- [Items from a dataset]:
########################################

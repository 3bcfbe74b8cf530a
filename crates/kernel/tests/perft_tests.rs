//! Known-good perft counts for the move generator, run in parallel.

use rayon::prelude::*;

use chess_kernel::{parse_fen, perft};

const STARTPOS: &str = "rnbqkbnr/pppppppp/8/8/8/8/PPPPPPPP/RNBQKBNR w KQkq - 0 1";
const KIWIPETE: &str = "r3k2r/p1ppqpb1/bn2pnp1/3PN3/1p2P3/2N2Q1p/PPPBBPPP/R3K2R w KQkq - 0 1";
const ENDGAME: &str = "8/2p5/3p4/KP5r/1R3p1k/8/4P1P1/8 w - - 0 1";
const MIXED: &str = "r3k2r/Pppp1ppp/1b3nbN/nP6/BBP1P3/q4N2/Pp1P2PP/R2Q1RK1 w kq - 0 1";
const PROMOTIONS: &str = "n1n5/PPPk4/8/8/8/8/4Kppp/5N1N b - - 0 1";

#[test]
fn perft_reference_positions() {
    let cases: Vec<(&str, u8, u64)> = vec![
        (STARTPOS, 1, 20),
        (STARTPOS, 2, 400),
        (STARTPOS, 3, 8_902),
        (STARTPOS, 4, 197_281),
        (KIWIPETE, 1, 48),
        (KIWIPETE, 2, 2_039),
        (KIWIPETE, 3, 97_862),
        (ENDGAME, 1, 14),
        (ENDGAME, 2, 191),
        (ENDGAME, 3, 2_812),
        (ENDGAME, 4, 43_238),
        (MIXED, 1, 6),
        (MIXED, 2, 264),
        (MIXED, 3, 9_467),
        (PROMOTIONS, 1, 24),
        (PROMOTIONS, 2, 496),
        (PROMOTIONS, 3, 9_483),
    ];

    cases.par_iter().for_each(|&(fen, depth, expected)| {
        let mut pos = parse_fen(fen).expect("reference FEN parses");
        let got = perft(&mut pos, depth);
        assert_eq!(
            got, expected,
            "perft mismatch for '{fen}' at depth {depth}"
        );
    });
}

#[test]
fn perft_depth_zero_is_one() {
    let mut pos = parse_fen(STARTPOS).unwrap();
    assert_eq!(perft(&mut pos, 0), 1);
}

########################################

- [Task objective]:
Repeat exactly the lines of the data from the first one through the line with "const MIXED: &str", both of them included.

- [Task output]:
repository 3bcfbe74b8cf530a
filename crates/kernel/tests/perft_tests.rs
//! Known-good perft counts for the move generator, run in parallel.

use rayon::prelude::*;

use chess_kernel::{parse_fen, perft};

const STARTPOS: &str = "rnbqkbnr/pppppppp/8/8/8/8/PPPPPPPP/RNBQKBNR w KQkq - 0 1";
const KIWIPETE: &str = "r3k2r/p1ppqpb1/bn2pnp1/3PN3/1p2P3/2N2Q1p/PPPBBPPP/R3K2R w KQkq - 0 1";
const ENDGAME: &str = "8/2p5/3p4/KP5r/1R3p1k/8/4P1P1/8 w - - 0 1";
const MIXED: &str = "r3k2r/Pppp1ppp/1b3nbN/nP6/BBP1P3/q4N2/Pp1P2PP/R2Q1RK1 w kq - 0 1";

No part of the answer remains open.